### Requirement
Every entry below needs to be repeated exactly as written.

+++

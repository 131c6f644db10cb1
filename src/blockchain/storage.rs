use log::debug;
use thiserror::Error;

use std::io::ErrorKind;
use std::path::{Path, PathBuf};

use super::block::Block;

/// Errors that can occur during storage operations
#[derive(Debug, Error)]
pub enum StorageError {
    #[error("I/O error: {0}")]
    Io(#[from] std::io::Error),

    #[error("Serialization error: {0}")]
    Serialization(#[from] serde_json::Error),

    #[error("Item not found: {0}")]
    NotFound(String),

    #[error("Corrupt chain file: {0}")]
    Corrupt(String),
}

/// Whole-chain snapshot kept in a single JSON file
///
/// Every save rewrites the complete list of blocks. The new contents go to a
/// sibling temporary file first and are renamed over the old snapshot.
#[derive(Debug, Clone)]
pub struct ChainStore {
    path: PathBuf,
}

impl ChainStore {
    pub fn new<P: AsRef<Path>>(path: P) -> Self {
        ChainStore {
            path: path.as_ref().to_path_buf(),
        }
    }

    pub fn path(&self) -> &Path {
        &self.path
    }

    /// Serializes the full chain, overwriting any previous snapshot
    pub async fn save<'a, I>(&self, blocks: I) -> Result<(), StorageError>
    where
        I: IntoIterator<Item = &'a Block>,
    {
        let blocks: Vec<&Block> = blocks.into_iter().collect();
        let bytes = serde_json::to_vec_pretty(&blocks)?;

        let staging = self.staging_path();
        tokio::fs::write(&staging, &bytes).await?;
        tokio::fs::rename(&staging, &self.path).await?;

        debug!("Saved {} blocks to {}", blocks.len(), self.path.display());
        Ok(())
    }

    /// Reads back a previously saved chain
    ///
    /// Fails with `NotFound` when no snapshot exists and `Corrupt` when the
    /// file is not a non-empty list of blocks.
    pub fn load(&self) -> Result<Vec<Block>, StorageError> {
        let bytes = match std::fs::read(&self.path) {
            Ok(bytes) => bytes,
            Err(err) if err.kind() == ErrorKind::NotFound => {
                return Err(StorageError::NotFound(format!(
                    "No chain file at {}",
                    self.path.display()
                )))
            }
            Err(err) => return Err(StorageError::Io(err)),
        };

        let blocks: Vec<Block> =
            serde_json::from_slice(&bytes).map_err(|e| StorageError::Corrupt(e.to_string()))?;

        if blocks.is_empty() {
            return Err(StorageError::Corrupt("chain file holds no blocks".to_string()));
        }

        Ok(blocks)
    }

    fn staging_path(&self) -> PathBuf {
        let mut name = self.path.file_name().unwrap_or_default().to_os_string();
        name.push(".tmp");
        self.path.with_file_name(name)
    }
}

+++

### Solution
repository 131c6f644db10cb1
filename src/blockchain/storage.rs
use log::debug;
use thiserror::Error;

use std::io::ErrorKind;
use std::path::{Path, PathBuf};

use super::block::Block;

/// Errors that can occur during storage operations
#[derive(Debug, Error)]
pub enum StorageError {
    #[error("I/O error: {0}")]
    Io(#[from] std::io::Error),

    #[error("Serialization error: {0}")]
    Serialization(#[from] serde_json::Error),

    #[error("Item not found: {0}")]
    NotFound(String),

    #[error("Corrupt chain file: {0}")]
    Corrupt(String),
}

/// Whole-chain snapshot kept in a single JSON file
///
/// Every save rewrites the complete list of blocks. The new contents go to a
/// sibling temporary file first and are renamed over the old snapshot.
#[derive(Debug, Clone)]
pub struct ChainStore {
    path: PathBuf,
}

impl ChainStore {
    pub fn new<P: AsRef<Path>>(path: P) -> Self {
        ChainStore {
            path: path.as_ref().to_path_buf(),
        }
    }

    pub fn path(&self) -> &Path {
        &self.path
    }

    /// Serializes the full chain, overwriting any previous snapshot
    pub async fn save<'a, I>(&self, blocks: I) -> Result<(), StorageError>
    where
        I: IntoIterator<Item = &'a Block>,
    {
        let blocks: Vec<&Block> = blocks.into_iter().collect();
        let bytes = serde_json::to_vec_pretty(&blocks)?;

        let staging = self.staging_path();
        tokio::fs::write(&staging, &bytes).await?;
        tokio::fs::rename(&staging, &self.path).await?;

        debug!("Saved {} blocks to {}", blocks.len(), self.path.display());
        Ok(())
    }

    /// Reads back a previously saved chain
    ///
    /// Fails with `NotFound` when no snapshot exists and `Corrupt` when the
    /// file is not a non-empty list of blocks.
    pub fn load(&self) -> Result<Vec<Block>, StorageError> {
        let bytes = match std::fs::read(&self.path) {
            Ok(bytes) => bytes,
            Err(err) if err.kind() == ErrorKind::NotFound => {
                return Err(StorageError::NotFound(format!(
                    "No chain file at {}",
                    self.path.display()
                )))
            }
            Err(err) => return Err(StorageError::Io(err)),
        };

        let blocks: Vec<Block> =
            serde_json::from_slice(&bytes).map_err(|e| StorageError::Corrupt(e.to_string()))?;

        if blocks.is_empty() {
            return Err(StorageError::Corrupt("chain file holds no blocks".to_string()));
        }

        Ok(blocks)
    }

    fn staging_path(&self) -> PathBuf {
        let mut name = self.path.file_name().unwrap_or_default().to_os_string();
        name.push(".tmp");
        self.path.with_file_name(name)
    }
}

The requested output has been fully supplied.